Saturday, September 11, 2010

Papers, Papers, and more Papers

Why is it that before law school, when they're scaring you, they focus on case briefing? I mean, out of everything I'm doing, I find case briefing probably the easiest. Now, this is probably because I also have a study group where we go over the cases before class to make sure we have the right concepts, but I really find this the least cumbersome out of everything. It takes less time then the piles of reading, and everything else...especially the papers. Oh god, why do I have so many papers assigned? I knew I'd have them in the legal writing class, but in criminal law I have 2, and in contracts I have 1. Why did no one tell me about the papers before starting law school?? Ugh!

Sorry for the complain-y content. I'm avoiding IRAC-ing a case for one of the said papers, and thought I'd vent a little steam. BTW, does anyone else have IRAC as IREAC? My law school seems to favor this, but I'm not quite sure why.

Thursday, September 2, 2010

I'm done with this week

I haven't seen the inside of my house before 10:30PM once this week, and I'm quasi fighting with the boyfriend. Add going to a funeral tomorrow on top of that, and week 3 doesn't top my list of best weeks ever. BUT I got a question right in crim law and huge praise from my very hard to impress teacher last night, so perhaps there is some light at the end of this very long tunnel. 

Monday, August 30, 2010

Me: 0 Blogger: 1

The blog I painstakingly typed out on my shiny droid phone over the weekend while in Vegas? Gone somewhere in the world of the interwebz. I'll try and re do it either this afternoon or tomorrow.

Thursday, August 26, 2010

Crim Law and the talker

You know what's awesome? Watching Dorothy throw water on the wicked witch of the west in Crim Law so we can discuss Mens Rea and learn it in class. Love. It. However, what I less than love? The two guys in front of me that whisper during crim law so I can't get all the notes down. You know, the notes about the incredibly confusing aspects of the MPC and mental states that she explicitly said would BE.ON.THE.FINAL.

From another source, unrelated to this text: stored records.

use std::fs::OpenOptions;
use std::io::Write;
use std::path::{Path, PathBuf};
use std::sync::{Arc, Mutex};

use chrono::{SecondsFormat, Utc};
use serde_json::{Map, Value};

pub type EventPayload = Map<String, Value>;

pub const SESSION_STARTED: &str = "session_started";
pub const VARIANT_REQUESTED: &str = "variant_requested";
pub const VARIANT_GENERATED: &str = "variant_generated";
pub const VARIANT_FAILED: &str = "variant_failed";
pub const BATCH_FINISHED: &str = "batch_finished";
pub const EXPORT_WRITTEN: &str = "export_written";

/// Append-only session log, one compact JSON object per line.
///
/// Every line carries `type`, `session_id` and `ts`; the caller payload is
/// merged last. A writer built with [`EventWriter::disabled`] accepts events
/// and drops them, so callers never branch on whether logging is on.
#[derive(Debug, Clone)]
pub struct EventWriter {
    inner: Arc<EventWriterInner>,
}

#[derive(Debug)]
struct EventWriterInner {
    path: Option<PathBuf>,
    session_id: String,
    lock: Mutex<()>,
}

impl EventWriter {
    pub fn new(path: impl Into<PathBuf>, session_id: impl Into<String>) -> Self {
        Self::build(Some(path.into()), session_id.into())
    }

    pub fn disabled(session_id: impl Into<String>) -> Self {
        Self::build(None, session_id.into())
    }

    fn build(path: Option<PathBuf>, session_id: String) -> Self {
        Self {
            inner: Arc::new(EventWriterInner {
                path,
                session_id,
                lock: Mutex::new(()),
            }),
        }
    }

    pub fn path(&self) -> Option<&Path> {
        self.inner.path.as_deref()
    }

    pub fn session_id(&self) -> &str {
        &self.inner.session_id
    }

    pub fn emit(&self, event_type: &str, payload: EventPayload) -> anyhow::Result<Value> {
        let mut event = Map::new();
        event.insert("type".to_string(), Value::String(event_type.to_string()));
        event.insert(
            "session_id".to_string(),
            Value::String(self.inner.session_id.clone()),
        );
        event.insert("ts".to_string(), Value::String(now_utc_iso()));
        for (key, value) in payload {
            event.insert(key, value);
        }

        let Some(path) = self.inner.path.as_ref() else {
            return Ok(Value::Object(event));
        };
        if let Some(parent) = path.parent() {
            std::fs::create_dir_all(parent)?;
        }

        let line = serde_json::to_string(&event)?;
        let _guard = self
            .inner
            .lock
            .lock()
            .map_err(|_| anyhow::anyhow!("event writer lock poisoned"))?;
        let mut file = OpenOptions::new().create(true).append(true).open(path)?;
        file.write_all(line.as_bytes())?;
        file.write_all(b"\n")?;

        Ok(Value::Object(event))
    }
}

pub fn now_utc_iso() -> String {
    Utc::now().to_rfc3339_opts(SecondsFormat::Micros, false)
}

#[cfg(test)]
mod tests {
    use std::fs;

    use chrono::DateTime;

    use super::*;

    #[test]
    fn emit_writes_compact_jsonl_line() -> anyhow::Result<()> {
        let temp = tempfile::tempdir()?;
        let path = temp.path().join("events.jsonl");
        let writer = EventWriter::new(&path, "session-123");

        let mut payload = EventPayload::new();
        payload.insert("angle".to_string(), Value::String("Front".to_string()));
        let emitted = writer.emit(VARIANT_REQUESTED, payload)?;

        let content = fs::read_to_string(&path)?;
        let line = content.lines().next().unwrap_or("");
        let parsed: Value = serde_json::from_str(line)?;

        assert_eq!(parsed, emitted);
        assert_eq!(parsed["type"], Value::String("variant_requested".to_string()));
        assert_eq!(parsed["session_id"], Value::String("session-123".to_string()));
        assert_eq!(parsed["angle"], Value::String("Front".to_string()));

        let ts = parsed["ts"].as_str().unwrap_or("");
        DateTime::parse_from_rfc3339(ts)?;
        Ok(())
    }

    #[test]
    fn emit_appends_lines_and_creates_parent() -> anyhow::Result<()> {
        let temp = tempfile::tempdir()?;
        let path = temp.path().join("nested").join("events.jsonl");
        let writer = EventWriter::new(&path, "session-123");

        writer.emit(SESSION_STARTED, EventPayload::new())?;
        writer.emit(BATCH_FINISHED, EventPayload::new())?;

        let content = fs::read_to_string(&path)?;
        let lines: Vec<&str> = content.lines().collect();
        assert_eq!(lines.len(), 2);

        let first: Value = serde_json::from_str(lines[0])?;
        let second: Value = serde_json::from_str(lines[1])?;
        assert_eq!(first["type"], Value::String("session_started".to_string()));
        assert_eq!(second["type"], Value::String("batch_finished".to_string()));
        Ok(())
    }

    #[test]
    fn disabled_writer_returns_event_without_touching_disk() -> anyhow::Result<()> {
        let writer = EventWriter::disabled("session-off");
        let emitted = writer.emit(VARIANT_FAILED, EventPayload::new())?;
        assert!(writer.path().is_none());
        assert_eq!(emitted["session_id"], Value::String("session-off".to_string()));
        Ok(())
    }
}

Annoying, and not sure what to do about it as one of the guys is in my study group. I don't want to be the girl emailing the professor about it, but I also don't want to be the one calling out section mates.

We'll see.

Sunday, August 22, 2010

Contracts, you win

So, first week down. And I have to tell you, I'm in class-love with contracts so far. Crim Law? Not so much, hate hate hate so far. So complicated already, it makes my head spin. Contracts, while there are shades of grey and complications, seems fun. Weird, right? But looking in those little details to figure out how to get around it or if there's acceptance/offer/etc? Love it so far.

What else do I love? Um, going part time and my boss letting me work 35 hours. I'm a week and a half ahead, which makes my stress load somewhere near non-hair pulling, especially with the upcoming trip to Vegas this weekend. And then I have Labor Day in two weeks, and no boss at work until mid-September. Things, thus far, are good*. I'm hoping that it all doesn't come crashing down on me.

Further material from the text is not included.